コップの水が溢れた日
『私の話も聞いてほしくて……』
まさか、同じ時期に婚約解消したマイヤも嫌がらせを受けてるんじゃ!?
もしそうだとしたら──
「もちろん聞くよ!」
「ありがとう、アリアちゃん。じゃあ、後でね」
マイヤが胸の前で小さく手を振り、部屋へと戻っていった。
手の振り方まで可愛いなぁ。
……じゃなかった。マイヤの力になれれば嬉しいけど。
夕食を食べ終わり、マイヤの部屋の扉をコンコンとノックする。
扉を開けたメイドさんが、部屋の中へと招いてくれた。
わぁ~、私とは全然雰囲気の違う部屋だぁ。
なんか“マイヤのイメージ”をそのまま部屋にしちゃいましたって感じ。可愛い部屋だなぁ。
椅子に腰を下ろすと、メイドさんが手際よく紅茶を出してくれる。
その後、「本日は失礼します」とマイヤに頭を下げたメイドさんは、そのまま部屋から出ていってしまった。
残ったのは私とマイヤの2人だけ。
ニコニコと笑うマイヤの顔を眺めつつ、私の方から話を切り出した。
「さっそくだけど、話って?」
マイヤが「えっと……」と、躊躇いながらも口を開く。
「アリアちゃんが私をイジメてるっていう根も葉もない噂話を聞いたの」
マイヤが心配そうに私を見つめてくる。
そういえば『私の話も聞いてほしくて……』だけ気になって、すっかり忘れてた。
私の噂話を耳にしたって言ってたよね。気にしてくれてたんだ。
「その噂を聞いた時『イジメられた事は一度もないよ』って言ったの。でも、よく考えたら私が原因じゃないかなって思って……」
マイヤが顔を伏せ、ハンカチを目に当てた。
泣いてる? それにマイヤが原因ってどういう意味!?
しばらく経って、落ち着いたマイヤがゆっくりと顔を上げた。
「ごめんね、アリアちゃん」
「マイヤが謝る理由が分からないけど……さっきの話ってどういう事?」
マイヤが「実は……」と話し始める。
「私とエウロくんが婚約解消した話は聞いてるかな?」
「うん。最初はクラスメイトから聞いたよ。その後にセレスからも聞いた」
セレスがエウロと話す機会があり、本人から直接「婚約を解消したって言ってたわ」と話していた。

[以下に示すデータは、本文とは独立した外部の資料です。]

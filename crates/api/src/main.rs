use std::net::SocketAddr;
use std::sync::Arc;

use tokio_util::sync::CancellationToken;
use tracing_subscriber::{layer::SubscriberExt, util::SubscriberInitExt};
use unsub_api::config::ServerConfig;
use unsub_api::router::build_app_router;
use unsub_api::state::AppState;
use unsub_db::{CancellationStore, PgCancellationStore};
use unsub_events::{EventBus, NotificationRelay};
use unsub_orchestrator::bootstrap::{build_orchestrator, load_catalog};
use unsub_orchestrator::dispatcher::PendingDispatcher;
use unsub_orchestrator::executor::ScriptRegistry;
use unsub_orchestrator::notify::EventBusNotifier;
use unsub_orchestrator::reaper::StaleReaper;
use unsub_orchestrator::StatusPublisher;

#[tokio::main]
async fn main() {
    dotenvy::dotenv().ok();

    // --- Tracing ---
    tracing_subscriber::registry()
        .with(
            tracing_subscriber::EnvFilter::try_from_default_env().unwrap_or_else(|_| {
                "unsub_api=debug,unsub_orchestrator=debug,tower_http=debug".into()
            }),
        )
        .with(tracing_subscriber::fmt::layer())
        .init();

    // --- Configuration ---
    let config = ServerConfig::from_env();
    tracing::info!(host = %config.host, port = %config.port, "Loaded server configuration");

    // --- Database ---
    let database_url = std::env::var("DATABASE_URL").expect("DATABASE_URL must be set");

    let pool = unsub_db::create_pool(&database_url)
        .await
        .expect("Failed to connect to database");
    tracing::info!("Database connection pool created");

    unsub_db::health_check(&pool)
        .await
        .expect("Database health check failed");
    tracing::info!("Database health check passed");

    unsub_db::run_migrations(&pool)
        .await
        .expect("Failed to run database migrations");
    tracing::info!("Database migrations applied");

    let store: Arc<dyn CancellationStore> = Arc::new(PgCancellationStore::new(pool));

    // --- Event bus ---
    let event_bus = Arc::new(EventBus::default());
    let relay_handle = tokio::spawn(NotificationRelay::run(event_bus.subscribe()));
    let notifier = Arc::new(EventBusNotifier::new(Arc::clone(&event_bus)));

    // --- Orchestrator ---
    let catalog = Arc::new(
        load_catalog(config.orchestrator.catalog_path.as_deref())
            .await
            .expect("Failed to load subscription catalog"),
    );
    let orchestrator = Arc::new(
        build_orchestrator(
            &config.orchestrator,
            Arc::clone(&store),
            catalog,
            notifier.clone(),
            ScriptRegistry::new(),
        )
        .expect("Failed to build orchestrator"),
    );
    let publisher = Arc::new(StatusPublisher::new(
        Arc::clone(&store),
        config.orchestrator.stream_poll_interval,
    ));

    // --- Background loops ---
    let background_cancel = CancellationToken::new();

    let dispatcher = PendingDispatcher::new(
        Arc::clone(&orchestrator),
        config.orchestrator.dispatch_interval,
    );
    let dispatcher_cancel = background_cancel.clone();
    let dispatcher_handle = tokio::spawn(async move {
        dispatcher.run(dispatcher_cancel).await;
    });

    let reaper = StaleReaper::new(
        Arc::clone(&store),
        notifier,
        config.orchestrator.stale_after,
    );
    let reaper_cancel = background_cancel.clone();
    let reaper_handle = tokio::spawn(async move {
        reaper.run(reaper_cancel).await;
    });

    tracing::info!("Background services started (dispatcher, stale reaper, notification relay)");

    // --- App state ---
    let state = AppState {
        store,
        config: Arc::new(config.clone()),
        orchestrator,
        publisher,
    };
    let app = build_app_router(state, &config);

    // --- Start server ---
    let addr = SocketAddr::new(
        config.host.parse().expect("Invalid HOST address"),
        config.port,
    );
    tracing::info!(%addr, "Starting server");

    let listener = tokio::net::TcpListener::bind(addr)
        .await
        .expect("Failed to bind to address");

    axum::serve(listener, app)
        .with_graceful_shutdown(shutdown_signal())
        .await
        .expect("Server error");

    // --- Post-shutdown cleanup ---
    tracing::info!("Server stopped accepting connections, cleaning up");
    let grace = config.orchestrator.shutdown_timeout;

    background_cancel.cancel();
    let _ = tokio::time::timeout(grace, dispatcher_handle).await;
    let _ = tokio::time::timeout(grace, reaper_handle).await;
    tracing::info!("Background loops stopped");

    // Requests still running keep their own notifier clone; dropping ours
    // lets the relay finish once they are done.
    drop(event_bus);
    let _ = tokio::time::timeout(grace, relay_handle).await;

    tracing::info!("Graceful shutdown complete");
}

/// Wait for a termination signal to initiate graceful shutdown.
///
/// Handles both SIGINT (Ctrl-C) and SIGTERM (on Unix).
async fn shutdown_signal() {
    let ctrl_c = async {
        tokio::signal::ctrl_c()
            .await
            .expect("Failed to install Ctrl-C handler");
    };

    #[cfg(unix)]
    let terminate = async {
        tokio::signal::unix::signal(tokio::signal::unix::SignalKind::terminate())
            .expect("Failed to install SIGTERM handler")
            .recv()
            .await;
    };

    #[cfg(not(unix))]
    let terminate = std::future::pending::<()>();

    tokio::select! {
        () = ctrl_c => {
            tracing::info!("Received SIGINT (Ctrl-C), starting graceful shutdown");
        }
        () = terminate => {
            tracing::info!("Received SIGTERM, starting graceful shutdown");
        }
    }
}
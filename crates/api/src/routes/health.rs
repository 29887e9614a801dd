use axum::extract::State;
use axum::{routing::get, Json, Router};
use serde::Serialize;

use crate::state::AppState;

/// Health check response payload.
#[derive(Serialize)]
pub struct HealthResponse {
    /// Overall service status.
    pub status: &'static str,
    /// Crate version from Cargo.toml.
    pub version: &'static str,
    /// Whether the store is reachable.
    pub db_healthy: bool,
}

/// GET /health -- returns service and database health.
async fn health_check(State(state): State<AppState>) -> Json<HealthResponse> {
    let db_healthy = state.store.ping().await.is_ok();

    let status = if db_healthy { "ok" } else { "degraded" };

    Json(HealthResponse {
        status,
        version: env!("CARGO_PKG_VERSION"),
        db_healthy,
    })
}

/// Mount health check routes (intended for root-level, NOT under `/api/v1`).
pub fn router() -> Router<AppState> {
    Router::new().route("/health", get(health_check))
}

「婚約解消の話は、本当なの……。順を追って説明するね」
いつもより元気のない表情でマイヤが微笑んだ。
「アリアちゃんとカウイくんから従兄弟の話を聞いた日、私が『エウロくんって、アリアちゃんの事が好きなのかな?』って聞いたの覚えてるかな?」
「うん。覚えてるよ」
マイヤの突然のビックリ発言だったから、よーく覚えてる。
「アリアちゃんは否定してたけど『そうなんじゃないかな?』ってずっと気になってて。私ね、エウロくんに恋愛感情があったわけではなかったから、特に意識することなく『エウロくん、アリアちゃんが好きなのかも』って、同じクラスメイトの子に言っちゃったの」
な、なんと!
マイヤはエウロに恋愛感情がなかったんだ!!
んー、私の勘は当てにならないらしい。
「今思えば、軽率な事を言ってしまったと思う。クラスメイトの子は、“仮の婚約者”という事を知らなかったから……私とエウロくんが婚約しているのにアリアちゃんが割って入ったって誤解をしてしまったみたいで……」
なるほど!
今の話が『エウロとマイヤの婚約を解消させた』、『マイヤをイジメている』というよく分からない噂に繋がるのね!!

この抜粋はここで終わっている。